2 - Make sure PrintMonitor doesn't have a stopped queue.




Do not simply assume that you can tell an application to print, and the output will be printed on a printer in the room. It usually should, but these computers can be pointed at printers all across campus. If the previous person was printing to a printer in the police office, that's where any output you print will go, until you set the computer back to a printer in the room.

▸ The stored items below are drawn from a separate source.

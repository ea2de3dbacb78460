//! Direct XML-DSig verification.
//!
//! [`SignedXml::load`] reads a `ds:Signature` element into its parts and
//! [`SignedXml::check`] verifies it against the text of the signed element.
//! The two steps are separate so a caller can report the reference list
//! before knowing the outcome. Every failed check becomes a
//! [`RejectionReason`]; nothing short of an unreadable signature stops the
//! remaining checks from running.

use base64::engine::general_purpose::STANDARD;
use base64::Engine;
use samlcheck_crypto::{digest, CryptoError, DigestAlgorithm, SignatureAlgorithm, VerificationKey};
use thiserror::Error;
use tracing::{debug, warn};

use crate::constants::{transform_algorithms, EXC_C14N_NS, XMLDSIG_NS};
use crate::xml::{CanonicalizationMethod, Canonicalizer, Document, NodeId};

use super::key_resolver::KeyResolver;
use super::outcome::{DigestStatus, ReferenceCheck, RejectionReason, ValidationOutcome, Verification};
use super::reference::{ReferenceRecord, Transform};

/// A `ds:Signature` element lacks required content.
#[derive(Debug, Clone, PartialEq, Eq, Error)]
#[error("{0}")]
pub struct SignatureParseError(String);

/// A parsed `ds:Signature`.
#[derive(Debug, Clone)]
pub struct SignedXml {
    canonicalization: String,
    signature_method: String,
    references: Vec<ReferenceRecord>,
    signature_value: String,
    canonical_signed_info: Option<String>,
}

impl SignedXml {
    /// Reads the signature rooted at `signature` in `doc`.
    ///
    /// `SignedInfo` is canonicalized here, in the context of `doc`, so the
    /// namespaces it inherits are the ones of the document the signature was
    /// found in.
    ///
    /// # Errors
    ///
    /// Returns [`SignatureParseError`] if a required element, attribute or
    /// value is missing.
    pub fn load(doc: &Document, signature: NodeId) -> Result<Self, SignatureParseError> {
        if !doc.is_named(signature, XMLDSIG_NS, "Signature") {
            return Err(SignatureParseError("node is not a ds:Signature".to_string()));
        }

        let signed_info = required_child(doc, signature, "SignedInfo")?;
        let c14n_node = required_child(doc, signed_info, "CanonicalizationMethod")?;
        let canonicalization = algorithm(doc, c14n_node)?;
        let signature_method = algorithm(doc, required_child(doc, signed_info, "SignatureMethod")?)?;

        let references = doc
            .children_named(signed_info, XMLDSIG_NS, "Reference")
            .map(|reference| load_reference(doc, reference))
            .collect::<Result<Vec<_>, _>>()?;
        if references.is_empty() {
            return Err(SignatureParseError("SignedInfo has no Reference".to_string()));
        }

        let signature_value = compact(&doc.text_content(required_child(
            doc,
            signature,
            "SignatureValue",
        )?));
        if signature_value.is_empty() {
            return Err(SignatureParseError("SignatureValue is empty".to_string()));
        }

        let canonical_signed_info = CanonicalizationMethod::from_uri(&canonicalization)
            .map(|method| with_prefixes(method, inclusive_prefixes(doc, c14n_node).as_deref()))
            .map(|method| Canonicalizer::new(doc, method).canonicalize(signed_info));

        Ok(Self {
            canonicalization,
            signature_method,
            references,
            signature_value,
            canonical_signed_info,
        })
    }

    /// Returns the signed references in `SignedInfo` order.
    #[must_use]
    pub fn references(&self) -> &[ReferenceRecord] {
        &self.references
    }

    /// Returns the `SignedInfo` canonicalization URI.
    #[must_use]
    pub fn canonicalization(&self) -> &str {
        &self.canonicalization
    }

    /// Returns the signature algorithm URI.
    #[must_use]
    pub fn signature_method(&self) -> &str {
        &self.signature_method
    }

    /// Returns the base64 `SignatureValue` with whitespace removed.
    #[must_use]
    pub fn signature_value(&self) -> &str {
        &self.signature_value
    }

    /// Verifies the signature against `signed_text`, the serialized element
    /// the signature is embedded in.
    ///
    /// References are resolved in `signed_text` parsed on its own. The result
    /// depends only on the inputs.
    pub fn check(&self, signed_text: &str, resolver: &dyn KeyResolver) -> Verification {
        let mut reasons = Vec::new();

        let key = match resolver.verification_key() {
            Ok(key) => Some(key),
            Err(e) => {
                reasons.push(RejectionReason::KeyResolution(e.to_string()));
                None
            }
        };

        let signed = match Document::parse(signed_text) {
            Ok(doc) => doc,
            Err(e) => {
                reasons.push(RejectionReason::MalformedSignature(format!(
                    "signed content does not parse: {e}"
                )));
                return Verification {
                    references: Vec::new(),
                    outcome: ValidationOutcome::from_reasons(reasons),
                };
            }
        };

        let mut references = Vec::with_capacity(self.references.len());
        for (index, reference) in self.references.iter().enumerate() {
            let status = match self.check_reference(&signed, index, reference) {
                Ok(()) => DigestStatus::Passed,
                Err(reason) => {
                    let status = match reason {
                        RejectionReason::ReferenceMismatch { .. }
                        | RejectionReason::UnresolvableReference { .. } => DigestStatus::Failed,
                        _ => DigestStatus::Skipped,
                    };
                    reasons.push(reason);
                    status
                }
            };
            references.push(ReferenceCheck {
                index,
                uri: reference.uri.clone(),
                status,
            });
        }

        if let Some(key) = key {
            if let Err(reason) = self.check_signature_value(&key) {
                reasons.push(reason);
            }
        }

        let outcome = ValidationOutcome::from_reasons(reasons);
        if !outcome.is_accepted() {
            warn!(failures = outcome.reasons().len(), "signature rejected");
        }
        Verification {
            references,
            outcome,
        }
    }

    fn check_reference(
        &self,
        signed: &Document,
        index: usize,
        reference: &ReferenceRecord,
    ) -> Result<(), RejectionReason> {
        let target =
            resolve_uri(signed, &reference.uri).ok_or_else(|| RejectionReason::UnresolvableReference {
                index,
                uri: reference.uri.clone(),
            })?;

        let mut method = None;
        let mut enveloped = false;
        for transform in &reference.transforms {
            if transform.algorithm == transform_algorithms::ENVELOPED_SIGNATURE {
                enveloped = true;
                continue;
            }
            let parsed = CanonicalizationMethod::from_uri(&transform.algorithm).ok_or_else(|| {
                RejectionReason::UnsupportedAlgorithm(format!("transform {}", transform.algorithm))
            })?;
            method = Some(with_prefixes(parsed, transform.inclusive_prefixes.as_deref()));
        }

        let algorithm = DigestAlgorithm::from_uri(&reference.digest_method)
            .map_err(|e| RejectionReason::UnsupportedAlgorithm(e.to_string()))?;

        let excluded = if enveloped {
            self.enveloped_signature(signed)
        } else {
            None
        };
        let canonical = Canonicalizer::new(signed, method.unwrap_or_default())
            .excluding(excluded)
            .canonicalize(target);
        let computed = digest(algorithm, canonical.as_bytes());
        let computed_b64 = STANDARD.encode(&computed);

        debug!(index, uri = %reference.uri, %algorithm, %canonical, digest = %computed_b64, "reference digest");

        let matches = STANDARD
            .decode(&reference.digest_value)
            .is_ok_and(|expected| expected == computed);
        if matches {
            Ok(())
        } else {
            Err(RejectionReason::ReferenceMismatch {
                index,
                uri: reference.uri.clone(),
                expected: reference.digest_value.clone(),
                computed: computed_b64,
            })
        }
    }

    fn check_signature_value(&self, key: &VerificationKey) -> Result<(), RejectionReason> {
        let canonical = self.canonical_signed_info.as_deref().ok_or_else(|| {
            RejectionReason::UnsupportedAlgorithm(format!("canonicalization {}", self.canonicalization))
        })?;
        let algorithm = SignatureAlgorithm::from_uri(&self.signature_method)
            .map_err(|e| RejectionReason::UnsupportedAlgorithm(e.to_string()))?;
        if algorithm.is_deprecated() {
            warn!(%algorithm, "signature uses a deprecated algorithm");
        }

        let signature = STANDARD.decode(&self.signature_value).map_err(|e| {
            RejectionReason::MalformedSignature(format!("SignatureValue is not base64: {e}"))
        })?;

        debug!(%algorithm, signed_info = %canonical, "checking SignatureValue");
        match key.verify(algorithm, canonical.as_bytes(), &signature) {
            Ok(true) => Ok(()),
            Ok(false) => Err(RejectionReason::SignatureValueMismatch),
            Err(CryptoError::UnsupportedAlgorithm(detail)) => {
                Err(RejectionReason::UnsupportedAlgorithm(detail))
            }
            Err(e) => Err(RejectionReason::KeyResolution(e.to_string())),
        }
    }

    /// The `ds:Signature` of `signed` carrying this signature's value.
    fn enveloped_signature(&self, signed: &Document) -> Option<NodeId> {
        signed
            .descendants_named(signed.document_node(), XMLDSIG_NS, "Signature")
            .into_iter()
            .find(|&candidate| {
                signed
                    .first_child_named(candidate, XMLDSIG_NS, "SignatureValue")
                    .is_some_and(|value| compact(&signed.text_content(value)) == self.signature_value)
            })
    }
}

/// Loads and checks the signature in one step.
///
/// A signature that cannot be read is reported as
/// [`RejectionReason::MalformedSignature`].
pub fn verify(
    doc: &Document,
    signature: NodeId,
    signed_text: &str,
    resolver: &dyn KeyResolver,
) -> ValidationOutcome {
    match SignedXml::load(doc, signature) {
        Ok(signed) => signed.check(signed_text, resolver).outcome,
        Err(e) => ValidationOutcome::from_reasons(vec![RejectionReason::MalformedSignature(
            e.to_string(),
        )]),
    }
}

fn load_reference(doc: &Document, reference: NodeId) -> Result<ReferenceRecord, SignatureParseError> {
    let uri = doc
        .element(reference)
        .and_then(|e| e.attribute("URI"))
        .unwrap_or_default()
        .to_string();

    let mut transforms = Vec::new();
    if let Some(list) = doc.first_child_named(reference, XMLDSIG_NS, "Transforms") {
        for transform in doc.children_named(list, XMLDSIG_NS, "Transform") {
            transforms.push(Transform {
                algorithm: algorithm(doc, transform)?,
                inclusive_prefixes: inclusive_prefixes(doc, transform),
            });
        }
    }

    let digest_method = algorithm(doc, required_child(doc, reference, "DigestMethod")?)?;
    let digest_value = compact(&doc.text_content(required_child(doc, reference, "DigestValue")?));
    if digest_value.is_empty() {
        return Err(SignatureParseError(format!(
            "Reference {uri:?} has an empty DigestValue"
        )));
    }

    Ok(ReferenceRecord {
        uri,
        transforms,
        digest_method,
        digest_value,
    })
}

fn required_child(doc: &Document, parent: NodeId, local: &str) -> Result<NodeId, SignatureParseError> {
    doc.first_child_named(parent, XMLDSIG_NS, local).ok_or_else(|| {
        let parent_name = doc
            .element(parent)
            .map_or_else(String::new, |e| e.name.local.clone());
        SignatureParseError(format!("{parent_name} has no {local} element"))
    })
}

fn algorithm(doc: &Document, node: NodeId) -> Result<String, SignatureParseError> {
    let element = doc
        .element(node)
        .ok_or_else(|| SignatureParseError("expected an element".to_string()))?;
    element
        .attribute("Algorithm")
        .map(String::from)
        .ok_or_else(|| SignatureParseError(format!("{} has no Algorithm attribute", element.name.local)))
}

fn inclusive_prefixes(doc: &Document, node: NodeId) -> Option<String> {
    doc.first_child_named(node, EXC_C14N_NS, "InclusiveNamespaces")
        .and_then(|n| doc.element(n))
        .and_then(|e| e.attribute("PrefixList"))
        .map(String::from)
}

fn with_prefixes(method: CanonicalizationMethod, prefixes: Option<&str>) -> CanonicalizationMethod {
    match prefixes {
        Some(list) if method.exclusive => method.with_prefix_list(list),
        _ => method,
    }
}

fn resolve_uri(doc: &Document, uri: &str) -> Option<NodeId> {
    match uri {
        "" | "#xpointer(/)" => Some(doc.root()),
        _ => uri.strip_prefix('#').and_then(|id| doc.element_by_id(id)),
    }
}

fn compact(text: &str) -> String {
    text.chars().filter(|c| !c.is_whitespace()).collect()
}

When you tell an application to print, the dialog box that opens is not just a meaningless formality where you have to click again to print. It allows you to save time and money (and perhaps have less ink smearing) by choosing to print in EconoFast mode, and it tells you the name of the printer it intends to try to print to. Please get into the habit of checking what printer you are printing to before printing.

printer driver dialog box

1 - Selecting a printer with Chooser

Chooser is a tool for seeing what printer a computer is set to use, and for changing this setting. Select Chooser in the Apple menu, and a rectangular window will open. There should be a window on the left side with icons representing different types of printers, and if the computer can see the campus zones over the network (which it normally should), the lower side of the left half will be a scrollable list of campus zones. A window on the right lists available printers of the selected type in the current zone. There are also buttons for turning AppleTalk off and on - it has to be on to use these AppleTalk printers.

For rooms PSFA 310 and PSFA 318, the zone should be JOURNALISM and the printer icon should be DW 600 Series (AT). Select both of these, and a note should appear briefly saying the computer is building a list of the printers, then a list should appear in the window on the right.

chooser box

There are 3 printers in room 310 and 4 in 318. The room number is part of the printer name. Select a printer in your room, and click the close box on the left end of the top border of the Chooser window. Your computer has now been set to use that printer.

If not all the printers in the room are visible in the Chooser window it is usually necessary to turn any printers that don't show off, then on again, and build the printer list again (the quickest way to tell it to rebuild is by selecting a different type of printer, and then selecting DW 600 Series (AT) again). Sometimes it is necessary to do this 6 or 8 times for a given printer. For this reason, it would be best to get all printers showing early in the day, and not turn them off again until after the last class of the day.

2 - Getting a print queue moving in PrintMonitor

The system allows setting up a print queue, so that a number of people can use a printer at once. The main problem associated with this is that once the print queue is stopped, you can not print again until action has been taken to get the queue moving again. Sending jobs to the printer after they didn't print the first time will add more copies of the same print job to the end of the queue, making a bigger logjam.

Multitasking on the Mac puts any running programs into a list visible by clicking and holding on the icon at the upper right corner of the display.

multitask menu

If there are print jobs stopped in queue, one of these running programs should be the HP PrintMonitor. Select this from that menu, and a window should open showing a list of queued print jobs (and also offering options like cancel, or if one or more in the waiting list is selected, remove from list).

print monitor box

At this time there should be only a file menu showing at the top of the screen, and one of the options in this menu will let you resume printing (start the queue) if it is stopped (it switches between starting and stopping the queue).

resume printing

Having a print queue at all depends upon having background printing enabled (this is set by a pair of buttons available after you select the DW 600 Series (AT) driver in Chooser). It requires less understanding on the part of the user if background printing is turned off. Then, the first one who accesses a printer will get it, and anyone else will have to try sending their job again after that first job is over. There'll never be a stopped queue, but it takes a bit more persistence to get everybody's jobs printed. If background printing is turned on, people have to understand the print queue, or else a blockage can lead to multiple copies of each job stacked up in queue for each printer, and no queues moving.

PrintMonitor runs in the computer, not in the printer. A stopped queue on one computer will prevent that computer from printing to that printer until it is started; it may or may not interfere with printing from other computers.